L’alone delle elezioni americane, che hanno tenuto col fiato sospeso il mondo intero fino a sabato scorso, deve aver rappresentato una cornice irrinunciabile nel confronto. A poche ore dal verdetto Usa, infatti, sono arrivate anche le congratulazioni del pragmatico e prudente principe ereditario di Abu Dhabi, Mohammed bin Zayed, che però, appena tre mesi fa, ha concluso gli accordi di Abramo con Netanyahu (a cui poi si è unito anche il Bahrein), tramite il broker americano Trump. Del resto, Biden era ancora candidato alla Casa Bianca quando, ad agosto, ha elogiato gli accordi come un “passo storico per colmare le profonde divisioni del Medio Oriente”. Mentre la mossa politica che potrebbe cambiare il peso specifico della potenza emiratina nel Golfo e che viene rivendicata con grande orgoglio dalle autorità locali, era già stata gestita con grande prudenza anche dal principe Zayed, che, alla cerimonia della firma alla casa Bianca, si era fatto rappresentare dal suo ministro degli Esteri, lo stesso che ha incontrato Di Maio in queste ore.

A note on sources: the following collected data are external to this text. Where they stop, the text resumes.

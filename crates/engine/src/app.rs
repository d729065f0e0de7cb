//! Application composition root.
//!
//! Wires repositories, stores, and use cases into one `App` handed to the
//! HTTP layer. `App::in_memory` is the default wiring for the bundled binary
//! and for tests; a deployment with external storage or a real generation
//! provider builds the same struct with its own ports.

use std::sync::Arc;

use crate::config::EngineConfig;
use crate::infrastructure::blocks::MemoryBlockIndex;
use crate::infrastructure::clock::SystemClock;
use crate::infrastructure::generation::TemplateDialogueGen;
use crate::infrastructure::persistence::memory::{
    MemoryExecutionRepo, MemoryProgramRepo, MemoryRelationshipRepo,
};
use crate::infrastructure::ports::{
    ActionSelectPort, ClockPort, DialogueGenPort, ExecutionRepo, ProgramRepo, RelationshipRepo,
};
use crate::stores::{
    ExecutionStateStore, MigrationStats, ProgramStore, RelationshipStore, WorldSchemaStore,
};
use crate::use_cases::legacy::{LegacyActionSelect, LegacyDialogue};
use crate::use_cases::programs::{PublishProgram, ValidateProgram};
use crate::use_cases::runtime::{
    AbortNarrative, GetMigrationStatus, ResumeNarrative, StartNarrative, Stepper,
};

pub struct App {
    pub config: EngineConfig,

    pub schemas: Arc<WorldSchemaStore>,
    pub relationships: Arc<RelationshipStore>,
    pub executions: Arc<ExecutionStateStore>,

    pub start_narrative: StartNarrative,
    pub resume_narrative: ResumeNarrative,
    pub abort_narrative: AbortNarrative,
    pub migration_status: GetMigrationStatus,
    pub publish_program: PublishProgram,
    pub validate_program: ValidateProgram,
    pub legacy_dialogue: LegacyDialogue,
    pub legacy_action_select: LegacyActionSelect,
}

/// External dependencies the app is built from.
pub struct Ports {
    pub programs: Arc<dyn ProgramRepo>,
    pub relationships: Arc<dyn RelationshipRepo>,
    pub executions: Arc<dyn ExecutionRepo>,
    pub dialogue_gen: Arc<dyn DialogueGenPort>,
    pub action_select: Arc<dyn ActionSelectPort>,
    pub clock: Arc<dyn ClockPort>,
}

impl App {
    pub fn new(config: EngineConfig, ports: Ports) -> Self {
        let programs = Arc::new(ProgramStore::new(ports.programs));
        let relationships = Arc::new(RelationshipStore::new(ports.relationships));
        let executions = Arc::new(ExecutionStateStore::new(ports.executions));
        let schemas = Arc::new(WorldSchemaStore::new());
        let stats = Arc::new(MigrationStats::new());

        let stepper = Arc::new(Stepper::new(
            programs.clone(),
            relationships.clone(),
            schemas.clone(),
            ports.dialogue_gen,
            ports.clock.clone(),
            config.max_call_depth,
            config.step_budget,
        ));

        Self {
            start_narrative: StartNarrative::new(
                stepper.clone(),
                programs.clone(),
                executions.clone(),
                stats.clone(),
                ports.clock.clone(),
                config.history_cap,
            ),
            resume_narrative: ResumeNarrative::new(
                stepper.clone(),
                executions.clone(),
                ports.clock.clone(),
            ),
            abort_narrative: AbortNarrative::new(executions.clone(), ports.clock.clone()),
            migration_status: GetMigrationStatus::new(stats.clone()),
            publish_program: PublishProgram::new(programs.clone()),
            validate_program: ValidateProgram::new(programs.clone()),
            legacy_dialogue: LegacyDialogue::new(stepper.clone(), stats.clone(), ports.clock.clone()),
            legacy_action_select: LegacyActionSelect::new(
                stepper,
                ports.action_select,
                stats,
                ports.clock,
            ),
            schemas,
            relationships,
            executions,
            config,
        }
    }

    /// Default wiring: everything in memory, template-based generation.
    pub fn in_memory(config: EngineConfig) -> Self {
        Self::new(
            config,
            Ports {
                programs: Arc::new(MemoryProgramRepo::new()),
                relationships: Arc::new(MemoryRelationshipRepo::new()),
                executions: Arc::new(MemoryExecutionRepo::new()),
                dialogue_gen: Arc::new(TemplateDialogueGen::new()),
                action_select: Arc::new(MemoryBlockIndex::new()),
                clock: Arc::new(SystemClock),
            },
        )
    }
}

Ad ogni buon conto, i rapporti emiratini sono sempre stati trasversali e produttivi sia con i repubblicani che con i democratici. Se il Bahrein ospita la quinta flotta della Marina degli Stati Uniti, la base emiratina di Al Dhafra accoglie alcune unità dell’aviazione a stelle e strisce. Ora che è scomparsa la pistola sul tavolo di Trump, dopo l’uccisione del generale iraniano Qassim Soleimani e dopo l’immediata ritorsione missilistica ad una base americana in Iraq, nel Golfo si guarda con attenzione al nuovo multilateralismo di Biden e alle sue parole sull’accordo sul nucleare (noto come Piano d’azione globale congiunto, Jcpoa): rivendicando la strategia politica degli anni in cui era vicepresidente di Obama, in campagna elettorale ha definito l’accordo “come punto di partenza per il seguito se l’Iran tornerà a rispettarlo.”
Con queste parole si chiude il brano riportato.